# Anybody fish Stonelick or Eastfork?



## shortliner (Dec 22, 2005)

I'm wondering if anybody has ever done any good fishing at Stonelick or Eastfork Lake. We have tried to fish at Stonelick Lake a lot, but have never done any good with bass or trout there. We have caught some catfish and carp, but not very large or in any large number. Could you give me any advice on it?
Eastfork Lake hasen't been any better. We have only fished there once, but then we fished for eight hours and only caught two small bass and a few bluegill. The conditions were terrible. The water was muddy, and there was no cloud cover. I'd appreciate it if anybody would give me some advice on either lake.

Eddie


----------



## TimJC (Apr 6, 2004)

Are you fishing from the bank or boat?

I haven't fished Stonelick in over a year (do a search for my user name and Stonelick), and I only fished East Fork a couple times early this year. It also needs to be noted that I fish for carp from the bank almost exclusively.

Stonelick has lots of nice bank space, but the fish can be few and far between. I have spent many fruitless hours trying to catch carp there, and only to land two. There are loads of catfish in there that I managed to catch in my quest for carp there. The biggest of which was a 7# channel cat. I was told by someone that walks the lake on a regular basis that the lake was dredged 5-7 years ago, and that might explain my limited success.

East Fork Lake is a different story. If you are bank fishing the upper stretches of the lake, into the river, are best. Here I have been able to land loads of carp in short order, but of no size. The biggest I have caught was 7# and most are 3-5 pounds. These are not large at all but when you are looking for action it can be a fun time.

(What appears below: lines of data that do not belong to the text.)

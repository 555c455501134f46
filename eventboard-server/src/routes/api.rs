//! JSON endpoints

use axum::{
    Json,
    extract::{Path, State},
    response::Redirect,
};
use eventboard_core::{Event, EventDraft};
use serde::Serialize;

use crate::routes::{ApiError, ApiPayload};
use crate::state::AppState;

/// GET /events - List all events
pub async fn list_events(State(state): State<AppState>) -> Result<Json<Vec<Event>>, ApiError> {
    Ok(Json(state.board().list()?))
}

/// PUT /event/:id - Replace name, date and description
pub async fn update_event(
    State(state): State<AppState>,
    Path(id): Path<String>,
    ApiPayload(draft): ApiPayload<EventDraft>,
) -> Result<Json<Event>, ApiError> {
    let event = state.board().update(&id, draft)?;
    Ok(Json(event))
}

/// PUT /events/:id - Same update, submitted by the edit form
pub async fn update_event_from_form(
    State(state): State<AppState>,
    Path(id): Path<String>,
    ApiPayload(draft): ApiPayload<EventDraft>,
) -> Result<Redirect, ApiError> {
    state.board().update(&id, draft)?;
    Ok(Redirect::to("/"))
}

/// Response for a deleted event
#[derive(Serialize)]
pub struct DeleteResponse {
    pub message: &'static str,
    pub event: Event,
}

/// DELETE /event/:id - Delete an event
pub async fn delete_event(
    State(state): State<AppState>,
    Path(id): Path<String>,
) -> Result<Json<DeleteResponse>, ApiError> {
    let event = state.board().remove(&id)?;

    Ok(Json(DeleteResponse {
        message: "Event deleted successfully",
        event,
    }))
}
//! Operations over a loaded event collection.
//!
//! Nothing here touches storage: the caller loads the collection, applies
//! one of these, and saves the result. Ids are normalized once through
//! [`AsEventId`] before any comparison.

use std::fmt::Display;

use serde::{Deserialize, Serialize};

use crate::error::{EventError, EventResult};
use crate::event::{Event, EventDraft};
use crate::id::{AsEventId, EventId};

/// How `create` picks the id of a new event.
#[derive(Debug, Clone, Copy, Default, PartialEq, Eq, Serialize, Deserialize)]
#[serde(rename_all = "kebab-case")]
pub enum IdAssignment {
    /// `last.id + 1` when the collection holds more than one event, else `1`.
    ///
    /// A collection with exactly one event hands out `1` again, which
    /// duplicates the existing id when that event is `1`. Kept because
    /// existing documents were numbered this way.
    #[default]
    Legacy,
    /// One past the largest stored id, or `1` for an empty collection.
    MaxPlusOne,
}

impl IdAssignment {
    pub fn next_id(self, events: &[Event]) -> EventId {
        match self {
            IdAssignment::Legacy => events
                .last()
                .filter(|_| events.len() > 1)
                .map_or(EventId::FIRST, |last| last.id.next()),
            IdAssignment::MaxPlusOne => events
                .iter()
                .map(|e| e.id)
                .max()
                .map_or(EventId::FIRST, EventId::next),
        }
    }
}

const RSVP_NAME_REQUIRED: &str = "Name required";

fn position(events: &[Event], id: &impl AsEventId) -> Option<usize> {
    let id = id.as_event_id()?;
    events.iter().position(|e| e.id == id)
}

fn position_or_not_found<I: AsEventId + Display>(events: &[Event], id: &I) -> EventResult<usize> {
    position(events, id).ok_or_else(|| EventError::not_found(id))
}

/// First event whose id equals `id` after normalization.
pub fn find_by_id(events: &[Event], id: impl AsEventId) -> Option<&Event> {
    position(events, &id).map(|index| &events[index])
}

/// Validate `draft` and append it as a new event with no RSVPs.
pub fn create(events: &mut Vec<Event>, draft: EventDraft, ids: IdAssignment) -> EventResult<Event> {
    let fields = draft.validate()?;
    let event = Event::new(ids.next_id(events), fields);
    events.push(event.clone());
    Ok(event)
}

/// Replace name, date and description of an existing event.
pub fn update<I: AsEventId + Display>(
    events: &mut [Event],
    id: I,
    draft: EventDraft,
) -> EventResult<Event> {
    let index = position_or_not_found(events, &id)?;
    let fields = draft.validate()?;

    let event = &mut events[index];
    event.apply(fields);
    Ok(event.clone())
}

/// Remove an event and hand it back.
pub fn remove<I: AsEventId + Display>(events: &mut Vec<Event>, id: I) -> EventResult<Event> {
    let index = position_or_not_found(events, &id)?;
    Ok(events.remove(index))
}

/// Record `name` as attending.
pub fn add_rsvp<I: AsEventId + Display>(
    events: &mut [Event],
    id: I,
    name: Option<String>,
) -> EventResult<Event> {
    let index = position_or_not_found(events, &id)?;
    let name = name
        .filter(|n| !n.is_empty())
        .ok_or_else(|| EventError::validation(RSVP_NAME_REQUIRED))?;

    let event = &mut events[index];
    event.rsvps.push(name);
    Ok(event.clone())
}

#[cfg(test)]
mod tests {
    use super::*;

    fn event(id: i64, name: &str) -> Event {
        Event::new(
            EventId::new(id),
            EventDraft::new(name, "2024-01-01", "desc").validate().unwrap(),
        )
    }

    fn draft(name: &str) -> EventDraft {
        EventDraft::new(name, "2024-01-01", "d")
    }

    #[test]
    fn test_find_by_id_accepts_text_and_numbers() {
        let events = vec![event(1, "a"), event(2, "b")];

        assert_eq!(find_by_id(&events, 2).map(|e| e.name.as_str()), Some("b"));
        assert_eq!(find_by_id(&events, "2").map(|e| e.name.as_str()), Some("b"));
        assert_eq!(find_by_id(&events, "2.0").map(|e| e.name.as_str()), Some("b"));
        assert!(find_by_id(&events, "3").is_none());
        assert!(find_by_id(&events, "two").is_none());
    }

    #[test]
    fn test_find_by_id_returns_first_duplicate() {
        let events = vec![event(1, "first"), event(1, "second")];
        assert_eq!(find_by_id(&events, 1).unwrap().name, "first");
    }

    #[test]
    fn test_create_on_empty_collection_assigns_one() {
        let mut events = Vec::new();
        let created = create(&mut events, draft("A"), IdAssignment::Legacy).unwrap();

        assert_eq!(created.id, EventId::new(1));
        assert!(created.rsvps.is_empty());
        assert_eq!(events, vec![created]);
    }

    #[test]
    fn test_legacy_create_on_single_event_restarts_at_one() {
        // Known collision: one stored event means the next id is 1 again.
        let mut events = vec![event(1, "A")];
        let created = create(&mut events, draft("B"), IdAssignment::Legacy).unwrap();

        assert_eq!(created.id, EventId::new(1));
        assert_eq!(events.len(), 2);
        assert_eq!(events[0].id, events[1].id);
    }

    #[test]
    fn test_legacy_create_uses_last_id_with_two_or_more() {
        let mut events = vec![event(1, "A"), event(5, "B"), event(3, "C")];
        let created = create(&mut events, draft("D"), IdAssignment::Legacy).unwrap();

        assert_eq!(created.id, EventId::new(4));
    }

    #[test]
    fn test_max_plus_one_never_reuses_ids() {
        let mut events = Vec::new();
        for name in ["A", "B", "C"] {
            create(&mut events, draft(name), IdAssignment::MaxPlusOne).unwrap();
        }
        let ids: Vec<i64> = events.iter().map(|e| e.id.get()).collect();
        assert_eq!(ids, vec![1, 2, 3]);

        let mut events = vec![event(1, "A"), event(5, "B"), event(3, "C")];
        let created = create(&mut events, draft("D"), IdAssignment::MaxPlusOne).unwrap();
        assert_eq!(created.id, EventId::new(6));
    }

    #[test]
    fn test_create_rejects_missing_fields() {
        let mut events = vec![event(1, "A")];
        let err = create(&mut events, EventDraft::default(), IdAssignment::Legacy).unwrap_err();

        assert!(matches!(err, EventError::Validation { .. }));
        assert_eq!(events.len(), 1);
    }

    #[test]
    fn test_update_overwrites_fields_only() {
        let mut events = vec![event(1, "A"), event(2, "B")];
        events[1].rsvps.push("Ana".into());

        let updated = update(&mut events, "2", EventDraft::new("B2", "2025-02-02", "new")).unwrap();

        assert_eq!(updated.id, EventId::new(2));
        assert_eq!(updated.name, "B2");
        assert_eq!(updated.date, "2025-02-02");
        assert_eq!(updated.description, "new");
        assert_eq!(updated.rsvps, vec!["Ana".to_string()]);
        assert_eq!(events[1], updated);
    }

    #[test]
    fn test_update_missing_id_leaves_collection_unchanged() {
        let mut events = vec![event(1, "A")];
        let before = events.clone();

        let err = update(&mut events, 9, draft("Z")).unwrap_err();

        assert!(matches!(err, EventError::NotFound { ref id } if id == "9"));
        assert_eq!(events, before);
    }

    #[test]
    fn test_update_checks_existence_before_fields() {
        let mut events = vec![event(1, "A")];
        let err = update(&mut events, 9, EventDraft::default()).unwrap_err();
        assert!(matches!(err, EventError::NotFound { .. }));

        let err = update(&mut events, 1, EventDraft::default()).unwrap_err();
        assert!(matches!(err, EventError::Validation { .. }));
        assert_eq!(events[0].name, "A");
    }

    #[test]
    fn test_remove_returns_event_and_shrinks_by_one() {
        let mut events = vec![event(1, "A"), event(2, "B"), event(3, "C")];

        let removed = remove(&mut events, "2").unwrap();

        assert_eq!(removed.name, "B");
        assert_eq!(events.len(), 2);
        assert!(find_by_id(&events, 2).is_none());
    }

    #[test]
    fn test_remove_missing_id() {
        let mut events = vec![event(1, "A")];
        assert!(matches!(
            remove(&mut events, 4),
            Err(EventError::NotFound { .. })
        ));
        assert_eq!(events.len(), 1);
    }

    #[test]
    fn test_add_rsvp_initializes_absent_list() {
        let mut events: Vec<Event> = serde_json::from_str(
            r#"[{"id": 1, "name": "A", "date": "2024-01-01", "description": "d"}]"#,
        )
        .unwrap();

        let updated = add_rsvp(&mut events, "1", Some("Ana".into())).unwrap();

        assert_eq!(updated.rsvps, vec!["Ana".to_string()]);
        assert_eq!(events[0].rsvps, vec!["Ana".to_string()]);
    }

    #[test]
    fn test_add_rsvp_appends_in_order() {
        let mut events = vec![event(1, "A")];
        add_rsvp(&mut events, 1, Some("Ana".into())).unwrap();
        add_rsvp(&mut events, 1, Some("Bo".into())).unwrap();

        assert_eq!(events[0].rsvps, vec!["Ana".to_string(), "Bo".to_string()]);
    }

    #[test]
    fn test_add_rsvp_errors() {
        let mut events = vec![event(1, "A")];

        assert!(matches!(
            add_rsvp(&mut events, 2, Some("Ana".into())),
            Err(EventError::NotFound { .. })
        ));
        assert!(matches!(
            add_rsvp(&mut events, 1, Some(String::new())),
            Err(EventError::Validation { .. })
        ));
        assert!(matches!(
            add_rsvp(&mut events, 1, None),
            Err(EventError::Validation { .. })
        ));
        assert!(events[0].rsvps.is_empty());
    }
}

If you mention what you are looking to catch and whether you fish from bank or boat more people may reply.


----------



## BaitBucket (Nov 13, 2005)

Yep, It's here:
http://www.ohiogamefishing.com/forums/showthread.php?t=39540


----------



## robstermon (Jan 2, 2006)

I was out at eastfork today and just about got blown off the water. But both lakes are superior fishing holes. I have been fishing both for 20 plus years. As far as carp go.... @WoW is all I can say. I dont know what the state record is but my father fought one for close to a half hour a year ago and had it wrap around the anchor. If you have ever been to Bass Pro Shop, over by the fishhing line is a stuffed carp and my fathers was at least that big. Anyhow both lakes are excelllent crappie lakes and bass lakes.Catch really big and plentiful cats out of both. But all that is for anothre day.. Who Dey 
gotta go


----------



## shortliner (Dec 22, 2005)

I was fishing from a boat. On Eastfork I fished off our friend's bass boat. On Stonelick we fish from our canoes. For bass, what lures should I use on Stonelick? What about for crappie?

Eddie


----------



## robstermon (Jan 2, 2006)

hey shortliner
When you fish stonelick just find the river channel which isn't hard and look for stucture near it. your bound to catch hundreds of crappie. just do that and head in the direction of the dam. There are two or three primary points that the channel touch and they all have submerged structure. Hot for crappie and if fished right good for cat and bass. I do my best on livers for the cat at stonelick. And artificial worm for bass. watermelon or motoroil or purple with fire tail. Eastfork is just to big to explain if you don't konw the lake and the coves / creeks. Stonelick is an easy lake. From the boat ramp shoot right across the lake 200 hundred yards and there is point there, just wathc your depth finder and you'll see that your be in the channel around 11 to 14 ft deep thats it just follow the channel down towards the dam and you will come across the structure, the crappie are scary over populated in the lake. This time of the year the lake is alot muddier than the coffee color it usually is. 
IN HIM
Robert


----------